■ **TASK**:
Gather each line of the records where "ArtifactSet" appears.
------ GIVEN INFORMATION ------
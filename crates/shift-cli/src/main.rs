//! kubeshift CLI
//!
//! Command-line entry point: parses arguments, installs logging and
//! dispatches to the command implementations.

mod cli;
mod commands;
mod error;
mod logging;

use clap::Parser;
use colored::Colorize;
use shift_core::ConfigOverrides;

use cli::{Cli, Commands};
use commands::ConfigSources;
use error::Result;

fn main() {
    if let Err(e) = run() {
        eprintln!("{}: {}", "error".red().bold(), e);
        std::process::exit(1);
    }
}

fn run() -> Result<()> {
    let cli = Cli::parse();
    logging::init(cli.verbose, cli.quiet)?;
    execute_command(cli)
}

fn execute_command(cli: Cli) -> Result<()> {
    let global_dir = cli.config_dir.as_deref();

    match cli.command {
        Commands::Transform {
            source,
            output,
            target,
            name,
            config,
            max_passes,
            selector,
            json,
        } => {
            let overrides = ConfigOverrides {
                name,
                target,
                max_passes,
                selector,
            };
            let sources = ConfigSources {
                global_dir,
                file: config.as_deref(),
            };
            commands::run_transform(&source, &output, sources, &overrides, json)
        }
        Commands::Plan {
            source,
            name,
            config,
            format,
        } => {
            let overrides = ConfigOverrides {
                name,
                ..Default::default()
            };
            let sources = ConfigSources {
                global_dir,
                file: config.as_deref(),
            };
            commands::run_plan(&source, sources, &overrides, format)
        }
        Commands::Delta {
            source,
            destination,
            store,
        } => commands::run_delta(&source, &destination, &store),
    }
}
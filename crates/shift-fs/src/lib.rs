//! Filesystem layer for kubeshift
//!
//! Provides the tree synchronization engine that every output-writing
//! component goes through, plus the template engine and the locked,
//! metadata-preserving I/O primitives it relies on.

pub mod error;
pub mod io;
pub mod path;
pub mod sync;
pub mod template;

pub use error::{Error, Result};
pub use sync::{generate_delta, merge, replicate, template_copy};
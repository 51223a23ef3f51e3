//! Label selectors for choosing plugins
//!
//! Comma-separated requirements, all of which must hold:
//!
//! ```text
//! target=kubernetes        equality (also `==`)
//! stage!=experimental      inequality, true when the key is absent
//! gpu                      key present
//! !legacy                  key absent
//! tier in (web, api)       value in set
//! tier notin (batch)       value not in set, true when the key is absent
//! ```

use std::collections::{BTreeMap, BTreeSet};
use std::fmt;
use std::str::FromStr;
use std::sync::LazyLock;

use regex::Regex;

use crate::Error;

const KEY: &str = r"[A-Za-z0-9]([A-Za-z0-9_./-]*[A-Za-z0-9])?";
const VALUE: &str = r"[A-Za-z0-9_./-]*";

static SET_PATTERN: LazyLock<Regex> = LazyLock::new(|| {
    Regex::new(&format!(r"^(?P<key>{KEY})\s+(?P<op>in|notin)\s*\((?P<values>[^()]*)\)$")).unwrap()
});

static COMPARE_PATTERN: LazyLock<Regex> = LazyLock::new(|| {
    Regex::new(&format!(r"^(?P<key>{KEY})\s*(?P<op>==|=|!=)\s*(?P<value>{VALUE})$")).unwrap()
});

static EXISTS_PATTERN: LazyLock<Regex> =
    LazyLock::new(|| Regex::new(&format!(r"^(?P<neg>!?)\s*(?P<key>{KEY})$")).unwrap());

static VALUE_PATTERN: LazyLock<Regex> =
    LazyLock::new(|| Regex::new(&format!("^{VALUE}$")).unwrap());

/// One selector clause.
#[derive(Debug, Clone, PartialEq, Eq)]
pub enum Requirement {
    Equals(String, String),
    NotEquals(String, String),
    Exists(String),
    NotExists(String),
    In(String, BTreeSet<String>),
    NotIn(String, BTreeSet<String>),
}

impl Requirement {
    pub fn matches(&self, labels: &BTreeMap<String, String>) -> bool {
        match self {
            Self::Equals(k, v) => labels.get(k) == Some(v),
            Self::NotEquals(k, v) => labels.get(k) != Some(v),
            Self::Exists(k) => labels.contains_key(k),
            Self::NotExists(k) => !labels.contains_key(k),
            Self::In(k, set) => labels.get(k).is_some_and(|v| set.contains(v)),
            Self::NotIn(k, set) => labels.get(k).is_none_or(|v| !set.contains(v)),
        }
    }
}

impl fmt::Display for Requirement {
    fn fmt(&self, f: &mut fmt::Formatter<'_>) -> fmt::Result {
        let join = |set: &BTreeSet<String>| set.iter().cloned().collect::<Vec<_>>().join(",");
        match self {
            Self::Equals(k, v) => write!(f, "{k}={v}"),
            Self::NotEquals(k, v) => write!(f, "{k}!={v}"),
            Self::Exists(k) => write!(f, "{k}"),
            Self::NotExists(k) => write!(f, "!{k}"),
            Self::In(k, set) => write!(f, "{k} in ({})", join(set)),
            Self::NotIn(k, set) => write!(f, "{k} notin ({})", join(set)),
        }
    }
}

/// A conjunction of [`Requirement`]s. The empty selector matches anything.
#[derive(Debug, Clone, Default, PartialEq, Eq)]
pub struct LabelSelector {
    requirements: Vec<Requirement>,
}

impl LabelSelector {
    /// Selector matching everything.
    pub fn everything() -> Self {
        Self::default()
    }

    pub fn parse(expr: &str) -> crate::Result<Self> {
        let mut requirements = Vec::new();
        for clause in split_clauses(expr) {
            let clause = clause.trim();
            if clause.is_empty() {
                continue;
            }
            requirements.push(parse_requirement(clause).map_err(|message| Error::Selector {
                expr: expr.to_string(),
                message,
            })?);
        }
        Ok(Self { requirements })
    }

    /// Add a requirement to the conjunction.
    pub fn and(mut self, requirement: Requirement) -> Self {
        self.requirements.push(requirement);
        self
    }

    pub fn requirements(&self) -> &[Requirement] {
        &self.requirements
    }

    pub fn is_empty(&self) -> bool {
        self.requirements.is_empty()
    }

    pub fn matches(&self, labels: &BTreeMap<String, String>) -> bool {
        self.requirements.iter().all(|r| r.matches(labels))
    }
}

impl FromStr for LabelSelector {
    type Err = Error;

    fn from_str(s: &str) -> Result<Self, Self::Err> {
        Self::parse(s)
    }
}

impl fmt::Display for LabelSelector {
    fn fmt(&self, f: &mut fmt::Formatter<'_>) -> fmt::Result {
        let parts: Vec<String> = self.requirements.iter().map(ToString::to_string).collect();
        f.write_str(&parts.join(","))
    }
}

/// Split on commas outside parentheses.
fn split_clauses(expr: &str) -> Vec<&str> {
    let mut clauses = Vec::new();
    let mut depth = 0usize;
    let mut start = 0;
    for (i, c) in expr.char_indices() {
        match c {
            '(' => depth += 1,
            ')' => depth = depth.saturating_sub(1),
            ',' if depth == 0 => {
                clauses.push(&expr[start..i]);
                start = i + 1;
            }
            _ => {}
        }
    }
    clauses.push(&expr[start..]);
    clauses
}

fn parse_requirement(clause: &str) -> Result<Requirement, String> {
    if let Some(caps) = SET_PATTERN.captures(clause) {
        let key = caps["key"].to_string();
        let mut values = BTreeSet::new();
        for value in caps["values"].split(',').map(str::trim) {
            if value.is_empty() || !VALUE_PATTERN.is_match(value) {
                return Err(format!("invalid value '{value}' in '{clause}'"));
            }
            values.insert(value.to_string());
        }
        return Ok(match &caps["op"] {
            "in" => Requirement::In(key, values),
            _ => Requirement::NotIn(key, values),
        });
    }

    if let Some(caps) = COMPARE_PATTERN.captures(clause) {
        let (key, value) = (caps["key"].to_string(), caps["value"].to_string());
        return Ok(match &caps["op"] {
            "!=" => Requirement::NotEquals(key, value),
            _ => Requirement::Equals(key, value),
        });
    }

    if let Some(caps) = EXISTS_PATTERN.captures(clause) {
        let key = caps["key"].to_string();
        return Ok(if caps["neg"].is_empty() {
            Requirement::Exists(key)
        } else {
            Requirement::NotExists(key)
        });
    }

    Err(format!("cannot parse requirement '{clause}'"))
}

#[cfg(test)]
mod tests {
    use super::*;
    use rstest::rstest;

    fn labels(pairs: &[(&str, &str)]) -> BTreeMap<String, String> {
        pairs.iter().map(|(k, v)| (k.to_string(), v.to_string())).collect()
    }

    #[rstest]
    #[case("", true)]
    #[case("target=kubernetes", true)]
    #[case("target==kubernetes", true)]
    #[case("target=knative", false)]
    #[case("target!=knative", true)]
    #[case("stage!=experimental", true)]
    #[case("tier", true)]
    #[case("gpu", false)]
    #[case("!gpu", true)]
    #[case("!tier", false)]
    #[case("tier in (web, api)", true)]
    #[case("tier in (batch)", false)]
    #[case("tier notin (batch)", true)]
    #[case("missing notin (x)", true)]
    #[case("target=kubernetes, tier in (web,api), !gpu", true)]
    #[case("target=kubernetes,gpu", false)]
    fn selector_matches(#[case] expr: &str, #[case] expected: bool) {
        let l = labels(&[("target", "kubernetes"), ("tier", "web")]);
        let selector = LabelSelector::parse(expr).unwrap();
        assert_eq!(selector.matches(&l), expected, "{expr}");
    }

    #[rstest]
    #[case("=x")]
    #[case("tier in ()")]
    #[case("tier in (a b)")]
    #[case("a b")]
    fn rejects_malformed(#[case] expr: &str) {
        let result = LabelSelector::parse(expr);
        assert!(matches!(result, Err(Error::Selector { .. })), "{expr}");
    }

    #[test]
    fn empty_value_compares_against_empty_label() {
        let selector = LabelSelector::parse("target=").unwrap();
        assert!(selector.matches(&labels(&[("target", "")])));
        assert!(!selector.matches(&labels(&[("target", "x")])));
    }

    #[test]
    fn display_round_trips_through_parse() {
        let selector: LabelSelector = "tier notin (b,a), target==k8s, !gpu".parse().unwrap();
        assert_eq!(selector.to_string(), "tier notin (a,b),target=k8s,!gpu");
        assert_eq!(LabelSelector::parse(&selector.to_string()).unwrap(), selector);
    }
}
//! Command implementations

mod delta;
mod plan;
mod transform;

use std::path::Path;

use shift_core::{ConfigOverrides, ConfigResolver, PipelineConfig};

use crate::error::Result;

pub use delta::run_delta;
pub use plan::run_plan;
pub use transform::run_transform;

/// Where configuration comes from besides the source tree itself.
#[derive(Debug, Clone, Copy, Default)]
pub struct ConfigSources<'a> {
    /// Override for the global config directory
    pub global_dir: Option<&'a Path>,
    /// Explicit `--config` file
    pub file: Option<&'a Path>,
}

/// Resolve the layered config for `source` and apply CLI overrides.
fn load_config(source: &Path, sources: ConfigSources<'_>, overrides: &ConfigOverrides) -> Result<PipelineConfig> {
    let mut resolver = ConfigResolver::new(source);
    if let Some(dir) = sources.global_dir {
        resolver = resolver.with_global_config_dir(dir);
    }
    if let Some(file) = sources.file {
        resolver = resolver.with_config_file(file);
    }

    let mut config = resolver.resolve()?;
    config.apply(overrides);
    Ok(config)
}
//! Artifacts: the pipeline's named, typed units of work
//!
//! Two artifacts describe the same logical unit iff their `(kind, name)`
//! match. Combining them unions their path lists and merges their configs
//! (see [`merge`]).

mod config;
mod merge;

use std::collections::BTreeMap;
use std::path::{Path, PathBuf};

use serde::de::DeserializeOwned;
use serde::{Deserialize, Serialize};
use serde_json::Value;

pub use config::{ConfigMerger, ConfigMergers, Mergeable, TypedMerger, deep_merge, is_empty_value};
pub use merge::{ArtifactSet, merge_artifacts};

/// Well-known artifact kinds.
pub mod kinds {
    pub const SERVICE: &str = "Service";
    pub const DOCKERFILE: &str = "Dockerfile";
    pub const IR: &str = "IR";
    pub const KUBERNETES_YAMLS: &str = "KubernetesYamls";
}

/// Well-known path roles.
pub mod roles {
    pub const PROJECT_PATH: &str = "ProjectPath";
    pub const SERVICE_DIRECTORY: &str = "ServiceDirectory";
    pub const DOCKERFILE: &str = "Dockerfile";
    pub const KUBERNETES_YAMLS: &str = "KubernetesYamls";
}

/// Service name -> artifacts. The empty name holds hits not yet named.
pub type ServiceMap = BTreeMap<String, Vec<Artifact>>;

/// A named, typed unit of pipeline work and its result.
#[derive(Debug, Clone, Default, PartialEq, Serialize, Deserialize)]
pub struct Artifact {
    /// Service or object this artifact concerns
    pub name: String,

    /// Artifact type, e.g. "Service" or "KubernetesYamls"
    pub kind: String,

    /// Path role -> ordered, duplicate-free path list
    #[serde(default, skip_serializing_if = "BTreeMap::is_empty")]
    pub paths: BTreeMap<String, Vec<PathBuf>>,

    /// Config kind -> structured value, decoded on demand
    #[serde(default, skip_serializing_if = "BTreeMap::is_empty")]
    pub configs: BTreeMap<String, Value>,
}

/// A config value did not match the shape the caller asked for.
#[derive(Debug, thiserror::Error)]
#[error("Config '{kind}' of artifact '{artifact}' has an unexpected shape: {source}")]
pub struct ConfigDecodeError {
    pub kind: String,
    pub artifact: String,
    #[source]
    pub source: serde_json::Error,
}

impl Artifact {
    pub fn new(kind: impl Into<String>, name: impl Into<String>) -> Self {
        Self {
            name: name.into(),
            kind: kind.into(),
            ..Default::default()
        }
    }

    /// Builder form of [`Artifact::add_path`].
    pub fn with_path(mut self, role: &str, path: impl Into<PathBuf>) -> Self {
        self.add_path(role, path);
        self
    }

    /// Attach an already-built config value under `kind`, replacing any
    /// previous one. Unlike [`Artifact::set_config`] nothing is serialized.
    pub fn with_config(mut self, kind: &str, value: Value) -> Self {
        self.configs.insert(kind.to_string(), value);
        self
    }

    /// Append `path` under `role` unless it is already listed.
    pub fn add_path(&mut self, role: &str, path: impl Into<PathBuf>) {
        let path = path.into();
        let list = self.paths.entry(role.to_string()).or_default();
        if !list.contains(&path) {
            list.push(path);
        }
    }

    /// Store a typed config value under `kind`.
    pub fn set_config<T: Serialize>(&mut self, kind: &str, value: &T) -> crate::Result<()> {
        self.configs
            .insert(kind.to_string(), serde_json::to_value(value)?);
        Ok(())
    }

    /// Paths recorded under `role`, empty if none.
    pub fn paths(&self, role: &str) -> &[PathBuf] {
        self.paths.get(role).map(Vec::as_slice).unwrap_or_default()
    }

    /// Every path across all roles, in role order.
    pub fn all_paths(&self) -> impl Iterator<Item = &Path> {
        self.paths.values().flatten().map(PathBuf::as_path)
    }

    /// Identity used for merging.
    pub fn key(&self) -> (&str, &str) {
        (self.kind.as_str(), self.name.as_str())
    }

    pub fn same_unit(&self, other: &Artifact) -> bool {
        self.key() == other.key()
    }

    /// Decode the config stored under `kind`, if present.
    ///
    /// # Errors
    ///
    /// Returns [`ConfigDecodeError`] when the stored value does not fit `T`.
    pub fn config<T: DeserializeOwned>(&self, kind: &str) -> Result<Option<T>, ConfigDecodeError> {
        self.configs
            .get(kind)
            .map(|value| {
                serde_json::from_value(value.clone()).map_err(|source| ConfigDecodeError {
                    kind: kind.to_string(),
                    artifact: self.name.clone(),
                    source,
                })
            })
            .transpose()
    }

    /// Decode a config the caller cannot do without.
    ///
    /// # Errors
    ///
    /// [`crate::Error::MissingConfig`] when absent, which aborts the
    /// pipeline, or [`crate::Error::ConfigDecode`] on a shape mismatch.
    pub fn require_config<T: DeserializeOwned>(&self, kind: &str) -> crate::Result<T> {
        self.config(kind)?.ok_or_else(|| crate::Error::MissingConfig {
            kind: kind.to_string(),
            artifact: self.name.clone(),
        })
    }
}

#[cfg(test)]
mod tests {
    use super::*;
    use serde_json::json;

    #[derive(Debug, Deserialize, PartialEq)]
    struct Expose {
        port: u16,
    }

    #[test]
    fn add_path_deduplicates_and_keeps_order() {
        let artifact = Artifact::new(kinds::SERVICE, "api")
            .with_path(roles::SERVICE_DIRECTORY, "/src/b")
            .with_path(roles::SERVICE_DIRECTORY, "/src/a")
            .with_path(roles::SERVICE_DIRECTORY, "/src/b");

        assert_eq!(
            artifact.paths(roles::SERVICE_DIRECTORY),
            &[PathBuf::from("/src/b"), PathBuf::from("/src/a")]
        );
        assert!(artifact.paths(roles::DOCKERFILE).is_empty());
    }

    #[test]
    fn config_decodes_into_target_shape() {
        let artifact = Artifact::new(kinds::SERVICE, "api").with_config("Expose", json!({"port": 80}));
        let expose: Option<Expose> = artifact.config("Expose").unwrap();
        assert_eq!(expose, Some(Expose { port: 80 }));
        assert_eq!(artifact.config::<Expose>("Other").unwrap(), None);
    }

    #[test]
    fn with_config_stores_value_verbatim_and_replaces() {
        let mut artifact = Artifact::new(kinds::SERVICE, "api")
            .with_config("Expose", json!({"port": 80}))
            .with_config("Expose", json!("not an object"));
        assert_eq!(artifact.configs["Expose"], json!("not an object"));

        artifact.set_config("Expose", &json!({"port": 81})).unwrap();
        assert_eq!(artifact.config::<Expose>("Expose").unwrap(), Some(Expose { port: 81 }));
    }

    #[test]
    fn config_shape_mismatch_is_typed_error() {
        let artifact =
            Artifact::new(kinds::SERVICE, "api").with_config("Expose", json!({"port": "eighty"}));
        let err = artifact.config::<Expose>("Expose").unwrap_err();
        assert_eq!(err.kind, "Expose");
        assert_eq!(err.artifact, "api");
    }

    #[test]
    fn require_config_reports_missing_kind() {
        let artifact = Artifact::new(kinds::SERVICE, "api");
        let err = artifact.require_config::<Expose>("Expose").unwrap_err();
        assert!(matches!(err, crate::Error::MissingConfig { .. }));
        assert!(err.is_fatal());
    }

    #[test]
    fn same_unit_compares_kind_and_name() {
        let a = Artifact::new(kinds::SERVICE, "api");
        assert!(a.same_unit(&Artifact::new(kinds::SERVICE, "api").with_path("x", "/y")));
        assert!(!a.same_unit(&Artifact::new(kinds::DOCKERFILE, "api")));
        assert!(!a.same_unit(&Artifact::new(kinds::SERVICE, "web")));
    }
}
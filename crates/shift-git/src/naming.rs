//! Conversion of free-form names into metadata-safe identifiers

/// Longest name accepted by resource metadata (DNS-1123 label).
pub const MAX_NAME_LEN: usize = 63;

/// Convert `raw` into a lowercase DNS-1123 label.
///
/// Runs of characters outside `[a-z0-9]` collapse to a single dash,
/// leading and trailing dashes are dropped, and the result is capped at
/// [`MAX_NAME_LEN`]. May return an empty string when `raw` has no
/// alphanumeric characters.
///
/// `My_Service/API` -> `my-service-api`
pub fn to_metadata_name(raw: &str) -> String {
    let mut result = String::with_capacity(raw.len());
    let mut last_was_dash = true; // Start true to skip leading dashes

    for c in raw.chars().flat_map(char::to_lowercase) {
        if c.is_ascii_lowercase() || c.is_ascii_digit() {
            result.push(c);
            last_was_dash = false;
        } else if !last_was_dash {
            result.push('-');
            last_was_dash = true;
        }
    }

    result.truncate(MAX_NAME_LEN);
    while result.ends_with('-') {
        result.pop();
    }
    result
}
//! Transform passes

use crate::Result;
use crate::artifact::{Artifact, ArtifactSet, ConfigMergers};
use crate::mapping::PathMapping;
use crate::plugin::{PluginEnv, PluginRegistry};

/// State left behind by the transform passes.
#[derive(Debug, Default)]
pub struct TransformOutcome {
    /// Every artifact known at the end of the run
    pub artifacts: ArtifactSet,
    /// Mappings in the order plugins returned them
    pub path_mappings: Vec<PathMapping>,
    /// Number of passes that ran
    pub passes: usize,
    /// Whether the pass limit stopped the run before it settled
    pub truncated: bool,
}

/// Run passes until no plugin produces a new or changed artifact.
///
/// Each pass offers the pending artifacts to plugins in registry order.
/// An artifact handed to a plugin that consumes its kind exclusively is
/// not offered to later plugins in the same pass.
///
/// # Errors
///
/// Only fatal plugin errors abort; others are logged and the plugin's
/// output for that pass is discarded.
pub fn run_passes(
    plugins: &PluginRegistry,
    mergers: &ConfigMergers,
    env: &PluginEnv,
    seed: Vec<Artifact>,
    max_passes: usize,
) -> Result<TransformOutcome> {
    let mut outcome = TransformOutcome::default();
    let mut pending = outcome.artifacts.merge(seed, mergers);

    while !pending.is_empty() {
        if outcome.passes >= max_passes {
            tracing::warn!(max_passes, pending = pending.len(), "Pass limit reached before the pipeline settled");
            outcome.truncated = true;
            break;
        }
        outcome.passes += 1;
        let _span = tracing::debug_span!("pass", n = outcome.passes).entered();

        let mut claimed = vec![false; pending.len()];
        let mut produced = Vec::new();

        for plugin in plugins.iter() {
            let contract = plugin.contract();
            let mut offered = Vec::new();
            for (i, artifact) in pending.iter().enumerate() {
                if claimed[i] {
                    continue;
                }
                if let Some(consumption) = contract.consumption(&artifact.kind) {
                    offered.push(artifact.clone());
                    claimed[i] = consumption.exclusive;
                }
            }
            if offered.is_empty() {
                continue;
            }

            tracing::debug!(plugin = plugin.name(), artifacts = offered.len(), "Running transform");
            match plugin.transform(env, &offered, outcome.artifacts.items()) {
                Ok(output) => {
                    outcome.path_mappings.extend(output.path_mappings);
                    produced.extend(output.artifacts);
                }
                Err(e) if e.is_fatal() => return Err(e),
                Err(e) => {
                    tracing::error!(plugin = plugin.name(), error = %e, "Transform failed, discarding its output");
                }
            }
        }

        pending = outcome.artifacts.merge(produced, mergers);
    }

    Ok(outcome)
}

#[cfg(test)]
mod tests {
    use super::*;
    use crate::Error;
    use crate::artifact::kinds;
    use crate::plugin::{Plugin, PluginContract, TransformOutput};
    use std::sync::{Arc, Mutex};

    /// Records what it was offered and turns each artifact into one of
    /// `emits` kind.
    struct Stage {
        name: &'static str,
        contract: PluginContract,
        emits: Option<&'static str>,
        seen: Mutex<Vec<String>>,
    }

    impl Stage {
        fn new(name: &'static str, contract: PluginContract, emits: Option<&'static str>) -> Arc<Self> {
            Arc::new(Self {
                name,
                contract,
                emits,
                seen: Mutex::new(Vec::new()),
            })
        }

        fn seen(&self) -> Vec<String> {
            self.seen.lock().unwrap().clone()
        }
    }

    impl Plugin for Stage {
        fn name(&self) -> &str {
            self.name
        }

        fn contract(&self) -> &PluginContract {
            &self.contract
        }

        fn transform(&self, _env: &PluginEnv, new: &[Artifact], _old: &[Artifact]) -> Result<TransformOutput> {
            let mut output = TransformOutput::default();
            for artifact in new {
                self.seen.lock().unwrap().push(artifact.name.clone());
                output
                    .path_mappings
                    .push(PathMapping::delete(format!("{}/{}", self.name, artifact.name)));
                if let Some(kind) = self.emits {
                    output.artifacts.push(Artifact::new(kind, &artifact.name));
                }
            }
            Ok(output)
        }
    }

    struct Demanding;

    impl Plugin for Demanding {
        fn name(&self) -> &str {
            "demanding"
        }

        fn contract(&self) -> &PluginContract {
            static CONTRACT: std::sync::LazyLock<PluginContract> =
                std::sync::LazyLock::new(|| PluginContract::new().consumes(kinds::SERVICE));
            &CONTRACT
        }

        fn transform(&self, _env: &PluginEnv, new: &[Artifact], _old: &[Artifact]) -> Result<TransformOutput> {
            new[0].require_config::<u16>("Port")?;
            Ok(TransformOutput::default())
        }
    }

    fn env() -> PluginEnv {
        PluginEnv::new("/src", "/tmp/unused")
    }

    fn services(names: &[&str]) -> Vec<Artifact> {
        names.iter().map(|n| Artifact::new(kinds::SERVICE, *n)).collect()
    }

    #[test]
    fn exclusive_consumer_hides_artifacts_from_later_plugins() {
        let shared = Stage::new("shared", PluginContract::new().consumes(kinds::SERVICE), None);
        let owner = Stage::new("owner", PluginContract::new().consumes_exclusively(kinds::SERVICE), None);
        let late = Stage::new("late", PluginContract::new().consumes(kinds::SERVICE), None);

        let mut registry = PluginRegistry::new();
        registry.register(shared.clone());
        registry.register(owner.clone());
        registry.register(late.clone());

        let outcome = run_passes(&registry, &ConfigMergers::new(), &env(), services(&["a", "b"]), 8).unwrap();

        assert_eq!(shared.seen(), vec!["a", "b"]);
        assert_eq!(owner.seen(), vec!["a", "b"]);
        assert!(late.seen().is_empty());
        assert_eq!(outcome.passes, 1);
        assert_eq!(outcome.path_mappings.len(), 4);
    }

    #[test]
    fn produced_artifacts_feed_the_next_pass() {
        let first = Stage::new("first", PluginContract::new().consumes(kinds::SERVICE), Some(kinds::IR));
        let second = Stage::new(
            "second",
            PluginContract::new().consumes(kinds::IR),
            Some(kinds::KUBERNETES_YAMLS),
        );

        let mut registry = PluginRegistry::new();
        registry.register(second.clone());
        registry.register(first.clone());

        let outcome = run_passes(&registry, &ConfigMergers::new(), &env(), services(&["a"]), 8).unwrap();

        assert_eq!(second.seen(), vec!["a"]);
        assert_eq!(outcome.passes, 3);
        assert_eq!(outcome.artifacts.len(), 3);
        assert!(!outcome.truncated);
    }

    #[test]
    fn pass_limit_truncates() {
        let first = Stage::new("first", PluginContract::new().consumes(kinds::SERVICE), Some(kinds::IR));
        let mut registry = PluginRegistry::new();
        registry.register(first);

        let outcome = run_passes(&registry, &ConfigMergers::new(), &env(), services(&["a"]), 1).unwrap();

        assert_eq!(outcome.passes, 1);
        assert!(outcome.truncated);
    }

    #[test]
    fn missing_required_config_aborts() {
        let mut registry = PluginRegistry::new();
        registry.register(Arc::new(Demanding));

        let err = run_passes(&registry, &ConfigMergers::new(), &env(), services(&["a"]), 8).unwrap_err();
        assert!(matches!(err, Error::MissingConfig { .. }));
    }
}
------
■ **RESPONSE FOR THIS EXERCISE**:
pub use merge::{ArtifactSet, merge_artifacts};
use crate::artifact::{Artifact, ArtifactSet, ConfigMergers};
    pub artifacts: ArtifactSet,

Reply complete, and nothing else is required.